Indeed, the number of black-owned farms has plummeted from 925,000 (14% of the total) in 1920 to just 18,000 (1%) in 1992. And the amount of land belonging to black farmers has dropped from 15 million acres to less than 3 million acres. White farmers have also seen substantial losses, but the rate of land loss among blacks is 2˝ times as great.

Several factors account for this trend. One is systematic discrimination against black farmers—by banks, white farmers, even the federal government. Last year, the federal government decided to settle a class-action lawsuit alleging that the U.S. Department of Agriculture (USDA) systematically discriminated against black farmers through loan-approval decisions made by predominantly white local committees.

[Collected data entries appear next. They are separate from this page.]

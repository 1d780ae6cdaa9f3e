//! Fixed-window rate limiting per account tier.

use serde::{Deserialize, Serialize};
use std::fmt;
use std::time::Duration;
use world_engine::Timestamp;

use super::consent::AccountId;
use crate::config::PolicyConfig;
use crate::shard::ShardedMap;

/// Account classification controlling rate-limit quotas.
#[derive(Debug, Clone, Copy, Default, PartialEq, Eq, Hash, Serialize, Deserialize)]
#[serde(rename_all = "lowercase")]
pub enum Tier {
    #[default]
    Free,
    Pro,
    Enterprise,
}

impl Tier {
    /// Requests allowed per window; `None` means unlimited.
    pub fn quota(&self, config: &PolicyConfig) -> Option<u32> {
        match self {
            Tier::Free => Some(config.free_quota),
            Tier::Pro => Some(config.pro_quota),
            Tier::Enterprise => None,
        }
    }
}

impl fmt::Display for Tier {
    fn fmt(&self, f: &mut fmt::Formatter<'_>) -> fmt::Result {
        let name = match self {
            Tier::Free => "free",
            Tier::Pro => "pro",
            Tier::Enterprise => "enterprise",
        };
        f.write_str(name)
    }
}

/// Tier assignments. Unknown accounts are Free.
#[derive(Debug, Default)]
pub struct AccountDirectory {
    tiers: ShardedMap<AccountId, Tier>,
}

impl AccountDirectory {
    pub fn set_tier(&self, account: AccountId, tier: Tier) {
        self.tiers.insert(account, tier);
    }

    pub fn tier(&self, account: &AccountId) -> Tier {
        self.tiers.get(account).unwrap_or_default()
    }
}

/// Request count for one account in the current window.
#[derive(Debug, Clone, PartialEq, Eq, Serialize, Deserialize)]
pub struct RateWindow {
    pub account_id: AccountId,
    pub tier: Tier,
    pub window_start: Timestamp,
    pub count: u32,
}

/// Fixed-window counters aligned to multiples of the window length.
#[derive(Debug)]
pub struct RateLimiter {
    windows: ShardedMap<AccountId, RateWindow>,
    config: PolicyConfig,
}

impl RateLimiter {
    pub fn new(config: PolicyConfig) -> Self {
        Self {
            windows: ShardedMap::default(),
            config,
        }
    }

    pub fn window_length(&self) -> Duration {
        self.config.window()
    }

    fn window_start(&self, now: Timestamp) -> Timestamp {
        let length = self.config.window().as_millis().max(1);
        let millis = u128::from(now.as_millis());
        Timestamp::from_millis(u64::try_from(millis - millis % length).unwrap_or(u64::MAX))
    }

    /// Count one request if the account is under quota.
    ///
    /// Check and increment happen under the account's shard lock, so
    /// concurrent callers can never push the count past the quota. Rejected
    /// requests are not counted.
    pub fn try_acquire(&self, account: &AccountId, tier: Tier, now: Timestamp) -> bool {
        let start = self.window_start(now);
        let quota = tier.quota(&self.config);

        self.windows.update(account.clone(), |slot| {
            let window = slot.get_or_insert_with(|| RateWindow {
                account_id: account.clone(),
                tier,
                window_start: start,
                count: 0,
            });
            if window.window_start < start {
                window.window_start = start;
                window.count = 0;
            }
            window.tier = tier;

            match quota {
                Some(limit) if window.count >= limit => false,
                _ => {
                    window.count = window.count.saturating_add(1);
                    true
                }
            }
        })
    }

    pub fn window(&self, account: &AccountId) -> Option<RateWindow> {
        self.windows.get(account)
    }
}
//! Entity definitions for the world state.

mod components;

pub use components::*;

use serde::{Deserialize, Serialize};
use std::collections::BTreeSet;
use uuid::Uuid;

use crate::time::Timestamp;

/// Unique identifier for all entities in the world.
#[derive(Debug, Clone, Copy, PartialEq, Eq, Hash, PartialOrd, Ord, Serialize, Deserialize)]
#[serde(transparent)]
pub struct EntityId(pub Uuid);

impl EntityId {
    /// Create a new random entity ID.
    pub fn new() -> Self {
        Self(Uuid::new_v4())
    }

    /// Create an entity ID from a specific UUID.
    pub fn from_uuid(uuid: Uuid) -> Self {
        Self(uuid)
    }
}

impl Default for EntityId {
    fn default() -> Self {
        Self::new()
    }
}

impl std::fmt::Display for EntityId {
    fn fmt(&self, f: &mut std::fmt::Formatter<'_>) -> std::fmt::Result {
        write!(f, "{}", self.0)
    }
}

impl std::str::FromStr for EntityId {
    type Err = uuid::Error;

    fn from_str(s: &str) -> Result<Self, Self::Err> {
        Uuid::parse_str(s).map(Self)
    }
}

/// Identifier of a world region.
#[derive(Debug, Clone, PartialEq, Eq, Hash, PartialOrd, Ord, Serialize, Deserialize)]
#[serde(transparent)]
pub struct RegionId(pub String);

impl RegionId {
    pub fn new(id: impl Into<String>) -> Self {
        Self(id.into())
    }

    pub fn as_str(&self) -> &str {
        &self.0
    }
}

impl std::fmt::Display for RegionId {
    fn fmt(&self, f: &mut std::fmt::Formatter<'_>) -> std::fmt::Result {
        f.write_str(&self.0)
    }
}

/// An identity in the world. Data lives in components, not here.
#[derive(Debug, Clone, PartialEq, Serialize, Deserialize)]
pub struct Entity {
    pub id: EntityId,

    /// Free-form classification ("npc", "settlement", ...), indexed for queries.
    pub entity_type: String,

    pub region: RegionId,

    /// Inactive entities stay queryable but systems may skip them.
    pub active: bool,

    /// Component types currently attached.
    pub components: BTreeSet<ComponentType>,

    pub created_at: Timestamp,

    /// Bumped on every change to the entity or its components; drives last-write-wins.
    pub updated_at: Timestamp,
}

impl Entity {
    /// Create a new active entity with no components.
    pub fn new(entity_type: impl Into<String>, region: RegionId, now: Timestamp) -> Self {
        Self {
            id: EntityId::new(),
            entity_type: entity_type.into(),
            region,
            active: true,
            components: BTreeSet::new(),
            created_at: now,
            updated_at: now,
        }
    }

    /// Use a specific ID (replicas, imports).
    pub fn with_id(mut self, id: EntityId) -> Self {
        self.id = id;
        self
    }

    /// Check if the entity has a component of the given type.
    pub fn has_component(&self, component_type: &ComponentType) -> bool {
        self.components.contains(component_type)
    }

    pub(crate) fn touch(&mut self, now: Timestamp) {
        if now > self.updated_at {
            self.updated_at = now;
        }
    }
}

Other black farmland losses are "occasioned by trickery, forgery, duress and other means which give the appearance of ‘voluntariness’ on the face of the conveying instrument," according to a report by the Emergency Land Fund, which merged with the Federation of Southern Cooperatives in 1985. This commonly takes several forms. One is adverse possession, through which a person who takes someone else’s land and behaves as if it belongs to them can claim it for themselves after a certain amount of time prescribed by state statutes, usually 10 or 20 years.

Another method is through tax sales. In some southern states, if a person falls behind in paying their property taxes, another person can pay for them. After three years, the person who has paid the taxes can demand repayment plus interest within the next three years. If the property owner cannot come up with the cash, the person who has paid the taxes can force a sale and acquire the property.

Perhaps the biggest culprit in black land loss is fractionalized heir property, which can lead to partition sales. At root is the failure of many poor rural farmers to leave wills. Absent a will, the property is divided among the deceased person’s heirs—and later among the heirs of these heirs—in accordance with state intestacy laws.

The result is that a given piece of property can have dozens of partial owners, under what is known as a tenancy in common. This is an inherently unstable form of ownership, since any one tenant—no matter how small their interest in the property—can file a petition to terminate the co-tenancy, which can lead to an order that the property be sold.

What often happens is that an opportunistic lawyer or land speculator will acquire a partial interest from a distant and unwitting relative, then use this to force a sale and acquire the entire property. Thomas Mitchell, the extern program coordinator, wrote his 1999 law thesis (now available as LTC Research Paper 132) on this very issue .

"If the losses are not reversed or at least halted," warns Mitchell, "African Americans will enter the twenty-first century effectively shut out of the agricultural sector as producers and rural black people will own less land than they owned in the years immediately following the Civil War."

Mitchell, citing the "well-established links between landownership, community, and democratic participation," calls for new laws governing heir property that would leave landowners less vulnerable to being bought out. "Society," he writes, "has a clear moral obligation to reverse the processes that have stripped black landowners of their land."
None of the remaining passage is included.